AVAILABLE DATA
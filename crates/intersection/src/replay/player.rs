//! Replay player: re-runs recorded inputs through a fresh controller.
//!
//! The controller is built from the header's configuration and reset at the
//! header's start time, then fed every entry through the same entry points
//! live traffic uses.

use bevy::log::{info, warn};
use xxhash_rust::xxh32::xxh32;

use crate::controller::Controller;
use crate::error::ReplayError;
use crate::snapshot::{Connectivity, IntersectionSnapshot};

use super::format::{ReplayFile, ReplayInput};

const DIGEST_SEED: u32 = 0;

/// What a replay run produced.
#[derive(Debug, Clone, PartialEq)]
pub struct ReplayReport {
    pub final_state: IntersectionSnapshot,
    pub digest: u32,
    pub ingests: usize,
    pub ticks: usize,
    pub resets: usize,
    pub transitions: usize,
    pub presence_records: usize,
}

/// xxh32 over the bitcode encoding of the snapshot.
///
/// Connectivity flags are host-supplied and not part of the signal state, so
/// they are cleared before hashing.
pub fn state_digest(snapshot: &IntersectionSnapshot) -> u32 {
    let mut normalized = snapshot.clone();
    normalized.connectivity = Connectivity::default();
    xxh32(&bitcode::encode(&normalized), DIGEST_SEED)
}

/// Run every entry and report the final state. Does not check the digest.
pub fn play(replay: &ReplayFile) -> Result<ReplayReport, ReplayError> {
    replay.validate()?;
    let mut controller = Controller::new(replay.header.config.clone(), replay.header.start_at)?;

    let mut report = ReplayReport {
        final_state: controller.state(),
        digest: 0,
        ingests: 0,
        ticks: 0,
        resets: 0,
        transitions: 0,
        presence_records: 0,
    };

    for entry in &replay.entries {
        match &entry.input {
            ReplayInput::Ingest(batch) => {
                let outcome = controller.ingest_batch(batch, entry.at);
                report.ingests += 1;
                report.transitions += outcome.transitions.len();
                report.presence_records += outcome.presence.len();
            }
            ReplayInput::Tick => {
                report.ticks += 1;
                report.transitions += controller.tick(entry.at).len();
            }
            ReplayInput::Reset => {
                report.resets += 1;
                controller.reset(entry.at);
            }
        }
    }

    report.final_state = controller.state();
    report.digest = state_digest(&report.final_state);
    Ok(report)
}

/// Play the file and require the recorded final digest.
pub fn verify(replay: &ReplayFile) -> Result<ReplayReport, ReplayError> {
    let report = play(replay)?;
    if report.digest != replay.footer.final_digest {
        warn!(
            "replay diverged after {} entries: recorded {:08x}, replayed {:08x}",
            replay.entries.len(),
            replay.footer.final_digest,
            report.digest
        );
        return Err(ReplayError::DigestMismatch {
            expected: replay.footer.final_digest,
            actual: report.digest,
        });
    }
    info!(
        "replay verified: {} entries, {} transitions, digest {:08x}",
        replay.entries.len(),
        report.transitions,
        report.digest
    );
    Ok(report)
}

* * *

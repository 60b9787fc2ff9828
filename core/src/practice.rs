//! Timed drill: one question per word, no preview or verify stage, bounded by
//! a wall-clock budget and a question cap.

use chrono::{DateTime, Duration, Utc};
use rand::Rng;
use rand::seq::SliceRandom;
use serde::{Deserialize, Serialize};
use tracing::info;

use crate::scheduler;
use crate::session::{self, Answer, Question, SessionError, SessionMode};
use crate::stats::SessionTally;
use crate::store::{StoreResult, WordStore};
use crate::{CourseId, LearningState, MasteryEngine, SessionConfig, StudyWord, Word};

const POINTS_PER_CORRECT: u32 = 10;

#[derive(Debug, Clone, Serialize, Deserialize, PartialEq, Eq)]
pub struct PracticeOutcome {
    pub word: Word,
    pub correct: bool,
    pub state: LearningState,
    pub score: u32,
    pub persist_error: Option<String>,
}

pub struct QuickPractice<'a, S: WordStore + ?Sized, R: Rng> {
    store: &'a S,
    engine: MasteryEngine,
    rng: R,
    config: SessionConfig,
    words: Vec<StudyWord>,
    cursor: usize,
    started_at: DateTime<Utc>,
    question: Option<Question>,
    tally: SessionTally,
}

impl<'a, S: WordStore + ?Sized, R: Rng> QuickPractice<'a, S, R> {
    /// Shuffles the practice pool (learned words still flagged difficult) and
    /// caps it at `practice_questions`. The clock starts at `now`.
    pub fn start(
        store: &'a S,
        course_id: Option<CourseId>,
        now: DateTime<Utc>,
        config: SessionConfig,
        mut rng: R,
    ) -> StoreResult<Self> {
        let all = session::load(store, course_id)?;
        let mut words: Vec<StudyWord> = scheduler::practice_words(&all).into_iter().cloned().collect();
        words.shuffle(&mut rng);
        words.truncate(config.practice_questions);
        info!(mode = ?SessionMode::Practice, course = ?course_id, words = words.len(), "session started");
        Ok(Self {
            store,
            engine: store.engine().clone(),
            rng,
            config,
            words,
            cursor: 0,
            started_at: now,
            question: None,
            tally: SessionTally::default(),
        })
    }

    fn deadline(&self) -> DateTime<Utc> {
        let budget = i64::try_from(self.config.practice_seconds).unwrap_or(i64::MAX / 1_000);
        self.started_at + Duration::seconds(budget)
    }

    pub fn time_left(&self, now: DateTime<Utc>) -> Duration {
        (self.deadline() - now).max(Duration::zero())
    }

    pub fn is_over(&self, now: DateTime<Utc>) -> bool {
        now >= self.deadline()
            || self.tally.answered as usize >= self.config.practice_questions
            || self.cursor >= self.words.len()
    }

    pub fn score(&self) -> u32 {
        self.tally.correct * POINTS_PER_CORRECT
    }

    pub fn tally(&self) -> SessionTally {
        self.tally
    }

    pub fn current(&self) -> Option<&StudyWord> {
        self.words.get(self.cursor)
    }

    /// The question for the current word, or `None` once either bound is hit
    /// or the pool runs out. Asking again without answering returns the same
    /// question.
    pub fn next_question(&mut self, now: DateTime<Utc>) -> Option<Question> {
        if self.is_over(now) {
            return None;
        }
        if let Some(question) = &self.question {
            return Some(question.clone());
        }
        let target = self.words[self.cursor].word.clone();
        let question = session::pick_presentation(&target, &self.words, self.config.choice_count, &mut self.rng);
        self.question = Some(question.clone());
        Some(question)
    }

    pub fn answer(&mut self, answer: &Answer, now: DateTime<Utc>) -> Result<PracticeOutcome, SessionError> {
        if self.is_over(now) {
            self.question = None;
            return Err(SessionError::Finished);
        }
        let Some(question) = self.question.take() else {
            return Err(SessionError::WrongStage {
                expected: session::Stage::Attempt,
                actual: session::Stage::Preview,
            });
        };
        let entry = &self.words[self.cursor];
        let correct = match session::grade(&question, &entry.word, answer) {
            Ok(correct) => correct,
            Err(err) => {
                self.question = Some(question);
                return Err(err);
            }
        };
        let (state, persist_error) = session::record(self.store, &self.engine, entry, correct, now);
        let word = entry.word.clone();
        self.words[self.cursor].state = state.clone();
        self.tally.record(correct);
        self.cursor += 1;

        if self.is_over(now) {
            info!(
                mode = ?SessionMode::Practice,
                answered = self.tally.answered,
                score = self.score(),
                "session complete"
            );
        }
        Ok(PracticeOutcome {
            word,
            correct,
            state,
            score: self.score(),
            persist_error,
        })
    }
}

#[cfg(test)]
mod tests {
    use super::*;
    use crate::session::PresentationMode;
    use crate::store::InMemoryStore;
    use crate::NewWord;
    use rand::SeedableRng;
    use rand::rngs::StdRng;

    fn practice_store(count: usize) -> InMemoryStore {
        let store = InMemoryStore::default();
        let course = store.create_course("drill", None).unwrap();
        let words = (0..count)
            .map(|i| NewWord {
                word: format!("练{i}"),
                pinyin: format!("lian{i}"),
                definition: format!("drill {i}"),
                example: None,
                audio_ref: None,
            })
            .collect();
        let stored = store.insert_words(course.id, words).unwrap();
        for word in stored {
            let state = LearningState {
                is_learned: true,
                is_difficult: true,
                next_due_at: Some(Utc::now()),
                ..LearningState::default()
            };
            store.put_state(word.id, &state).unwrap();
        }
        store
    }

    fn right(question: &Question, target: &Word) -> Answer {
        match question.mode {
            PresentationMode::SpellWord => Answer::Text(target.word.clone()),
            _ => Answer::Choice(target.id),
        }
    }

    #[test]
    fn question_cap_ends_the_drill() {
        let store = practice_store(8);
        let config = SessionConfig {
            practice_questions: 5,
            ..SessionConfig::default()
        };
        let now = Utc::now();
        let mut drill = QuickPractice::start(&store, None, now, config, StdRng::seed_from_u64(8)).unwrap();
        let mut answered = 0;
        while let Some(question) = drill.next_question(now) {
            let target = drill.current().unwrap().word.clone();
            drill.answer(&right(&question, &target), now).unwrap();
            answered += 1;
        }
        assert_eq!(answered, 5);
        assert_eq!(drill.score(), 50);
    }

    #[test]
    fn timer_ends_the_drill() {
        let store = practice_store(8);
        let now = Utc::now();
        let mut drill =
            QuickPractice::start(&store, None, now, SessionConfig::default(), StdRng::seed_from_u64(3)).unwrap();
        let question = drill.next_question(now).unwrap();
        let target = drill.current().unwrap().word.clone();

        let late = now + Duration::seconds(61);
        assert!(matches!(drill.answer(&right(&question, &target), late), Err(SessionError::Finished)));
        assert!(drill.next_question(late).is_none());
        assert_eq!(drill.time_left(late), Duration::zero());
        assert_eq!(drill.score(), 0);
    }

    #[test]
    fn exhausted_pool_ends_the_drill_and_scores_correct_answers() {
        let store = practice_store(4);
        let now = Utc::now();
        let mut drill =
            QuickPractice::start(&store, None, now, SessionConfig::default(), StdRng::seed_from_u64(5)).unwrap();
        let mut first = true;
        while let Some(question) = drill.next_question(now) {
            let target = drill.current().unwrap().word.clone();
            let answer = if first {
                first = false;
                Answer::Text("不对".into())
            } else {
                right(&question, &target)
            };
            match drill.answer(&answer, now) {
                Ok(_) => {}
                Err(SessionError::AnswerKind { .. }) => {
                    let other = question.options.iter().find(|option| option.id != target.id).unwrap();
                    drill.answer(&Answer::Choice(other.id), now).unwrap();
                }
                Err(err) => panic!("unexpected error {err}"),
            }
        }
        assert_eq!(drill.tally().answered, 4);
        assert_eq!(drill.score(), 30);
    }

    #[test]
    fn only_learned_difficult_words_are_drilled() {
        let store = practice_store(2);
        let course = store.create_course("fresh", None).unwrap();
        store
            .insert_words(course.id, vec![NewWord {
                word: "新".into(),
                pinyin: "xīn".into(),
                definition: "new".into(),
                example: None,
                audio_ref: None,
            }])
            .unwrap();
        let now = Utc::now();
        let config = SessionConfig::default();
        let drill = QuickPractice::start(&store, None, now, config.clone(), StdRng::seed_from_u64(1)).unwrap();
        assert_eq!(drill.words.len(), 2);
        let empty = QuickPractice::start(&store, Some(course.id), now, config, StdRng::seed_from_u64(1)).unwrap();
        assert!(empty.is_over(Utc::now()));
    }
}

* * *

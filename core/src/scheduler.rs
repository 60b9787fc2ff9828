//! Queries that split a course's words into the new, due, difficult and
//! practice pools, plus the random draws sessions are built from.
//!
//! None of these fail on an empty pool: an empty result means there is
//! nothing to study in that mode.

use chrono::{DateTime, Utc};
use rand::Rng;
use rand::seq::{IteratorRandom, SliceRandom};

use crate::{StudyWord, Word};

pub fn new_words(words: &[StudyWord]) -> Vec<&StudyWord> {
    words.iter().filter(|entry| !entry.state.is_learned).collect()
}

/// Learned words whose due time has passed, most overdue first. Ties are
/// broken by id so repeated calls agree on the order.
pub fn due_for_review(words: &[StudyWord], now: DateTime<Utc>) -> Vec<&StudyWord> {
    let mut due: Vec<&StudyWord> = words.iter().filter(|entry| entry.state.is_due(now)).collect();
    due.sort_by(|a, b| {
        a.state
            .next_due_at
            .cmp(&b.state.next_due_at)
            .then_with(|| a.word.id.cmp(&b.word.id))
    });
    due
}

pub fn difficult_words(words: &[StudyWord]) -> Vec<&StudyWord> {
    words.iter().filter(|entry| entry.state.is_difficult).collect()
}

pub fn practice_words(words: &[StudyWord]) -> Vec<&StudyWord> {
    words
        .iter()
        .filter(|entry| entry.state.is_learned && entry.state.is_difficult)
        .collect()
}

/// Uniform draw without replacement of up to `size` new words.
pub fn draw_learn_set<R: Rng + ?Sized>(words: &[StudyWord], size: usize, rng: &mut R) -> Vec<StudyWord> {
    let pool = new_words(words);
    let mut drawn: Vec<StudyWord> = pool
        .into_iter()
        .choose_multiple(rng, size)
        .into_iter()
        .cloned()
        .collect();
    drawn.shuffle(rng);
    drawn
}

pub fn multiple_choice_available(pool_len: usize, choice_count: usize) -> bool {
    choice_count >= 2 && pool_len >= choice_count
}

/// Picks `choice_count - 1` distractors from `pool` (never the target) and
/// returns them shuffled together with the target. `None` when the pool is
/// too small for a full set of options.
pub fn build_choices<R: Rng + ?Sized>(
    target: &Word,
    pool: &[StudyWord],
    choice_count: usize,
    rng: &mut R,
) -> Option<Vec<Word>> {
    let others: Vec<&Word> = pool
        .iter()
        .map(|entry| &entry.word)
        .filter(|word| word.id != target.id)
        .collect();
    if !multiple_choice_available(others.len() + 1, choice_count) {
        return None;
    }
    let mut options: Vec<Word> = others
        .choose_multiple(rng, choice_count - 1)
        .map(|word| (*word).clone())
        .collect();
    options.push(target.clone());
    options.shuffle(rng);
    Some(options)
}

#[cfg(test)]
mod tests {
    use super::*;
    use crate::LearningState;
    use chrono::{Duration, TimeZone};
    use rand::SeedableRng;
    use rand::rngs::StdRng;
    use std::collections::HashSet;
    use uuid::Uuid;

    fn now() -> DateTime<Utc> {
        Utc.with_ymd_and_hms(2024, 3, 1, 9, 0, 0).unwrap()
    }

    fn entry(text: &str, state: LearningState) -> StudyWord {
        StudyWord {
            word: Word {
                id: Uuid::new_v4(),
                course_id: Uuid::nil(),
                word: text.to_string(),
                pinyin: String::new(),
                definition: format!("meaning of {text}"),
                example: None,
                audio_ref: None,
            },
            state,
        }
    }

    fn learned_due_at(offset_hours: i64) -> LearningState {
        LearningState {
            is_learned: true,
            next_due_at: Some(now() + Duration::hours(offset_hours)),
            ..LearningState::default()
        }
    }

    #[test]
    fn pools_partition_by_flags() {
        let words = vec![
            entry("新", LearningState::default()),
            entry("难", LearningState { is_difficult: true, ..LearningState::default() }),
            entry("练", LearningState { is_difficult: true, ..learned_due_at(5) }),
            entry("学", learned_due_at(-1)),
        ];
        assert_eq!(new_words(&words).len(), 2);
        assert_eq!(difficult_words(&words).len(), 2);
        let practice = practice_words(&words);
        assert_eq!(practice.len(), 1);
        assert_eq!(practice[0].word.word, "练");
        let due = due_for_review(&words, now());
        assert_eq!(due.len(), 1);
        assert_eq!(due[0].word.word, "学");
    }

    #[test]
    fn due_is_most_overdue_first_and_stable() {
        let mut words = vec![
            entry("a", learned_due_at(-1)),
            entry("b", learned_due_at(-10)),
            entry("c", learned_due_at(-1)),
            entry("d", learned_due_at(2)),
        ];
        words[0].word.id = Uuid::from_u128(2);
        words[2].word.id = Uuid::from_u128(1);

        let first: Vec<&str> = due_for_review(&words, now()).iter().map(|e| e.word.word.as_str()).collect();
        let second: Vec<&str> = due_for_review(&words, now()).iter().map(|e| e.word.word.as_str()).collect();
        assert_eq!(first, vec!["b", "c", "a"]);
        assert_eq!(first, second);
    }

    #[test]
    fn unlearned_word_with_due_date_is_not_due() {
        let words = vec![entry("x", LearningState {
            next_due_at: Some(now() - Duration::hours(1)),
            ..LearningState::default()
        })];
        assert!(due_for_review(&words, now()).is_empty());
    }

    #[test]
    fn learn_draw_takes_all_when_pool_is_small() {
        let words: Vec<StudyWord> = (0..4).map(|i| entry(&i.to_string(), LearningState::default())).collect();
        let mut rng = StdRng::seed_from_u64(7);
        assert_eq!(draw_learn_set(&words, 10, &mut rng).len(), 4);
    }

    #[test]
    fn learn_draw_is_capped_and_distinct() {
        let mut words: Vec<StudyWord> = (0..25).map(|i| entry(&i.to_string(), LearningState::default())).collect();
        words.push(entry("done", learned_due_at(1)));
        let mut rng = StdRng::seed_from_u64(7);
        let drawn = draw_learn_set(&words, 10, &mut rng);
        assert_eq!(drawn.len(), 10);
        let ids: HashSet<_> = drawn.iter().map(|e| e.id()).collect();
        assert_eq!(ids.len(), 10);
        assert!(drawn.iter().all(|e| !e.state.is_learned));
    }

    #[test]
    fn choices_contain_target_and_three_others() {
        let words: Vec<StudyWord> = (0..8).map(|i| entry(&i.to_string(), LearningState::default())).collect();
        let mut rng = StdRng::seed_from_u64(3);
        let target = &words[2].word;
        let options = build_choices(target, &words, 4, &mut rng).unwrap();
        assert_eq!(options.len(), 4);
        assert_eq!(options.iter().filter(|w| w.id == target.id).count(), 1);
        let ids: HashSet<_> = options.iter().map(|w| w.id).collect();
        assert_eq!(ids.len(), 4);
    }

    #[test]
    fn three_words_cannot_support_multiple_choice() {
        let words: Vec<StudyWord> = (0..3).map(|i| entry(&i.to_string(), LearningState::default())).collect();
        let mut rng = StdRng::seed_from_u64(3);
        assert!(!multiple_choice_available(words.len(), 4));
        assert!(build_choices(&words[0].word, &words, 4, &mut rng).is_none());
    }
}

WHAT IS REQUIRED
In the data above, which lines lie between the line with "filename crates/intersection/src/replay/player.rs" and the line with "use crate::controller::Controller;", inclusive? Print those lines exactly and nothing else.

WRITTEN RESPONSE
filename crates/intersection/src/replay/player.rs
//! Replay player: re-runs recorded inputs through a fresh controller.
//!
//! The controller is built from the header's configuration and reset at the
//! header's start time, then fed every entry through the same entry points
//! live traffic uses.

use bevy::log::{info, warn};
use xxhash_rust::xxh32::xxh32;

use crate::controller::Controller;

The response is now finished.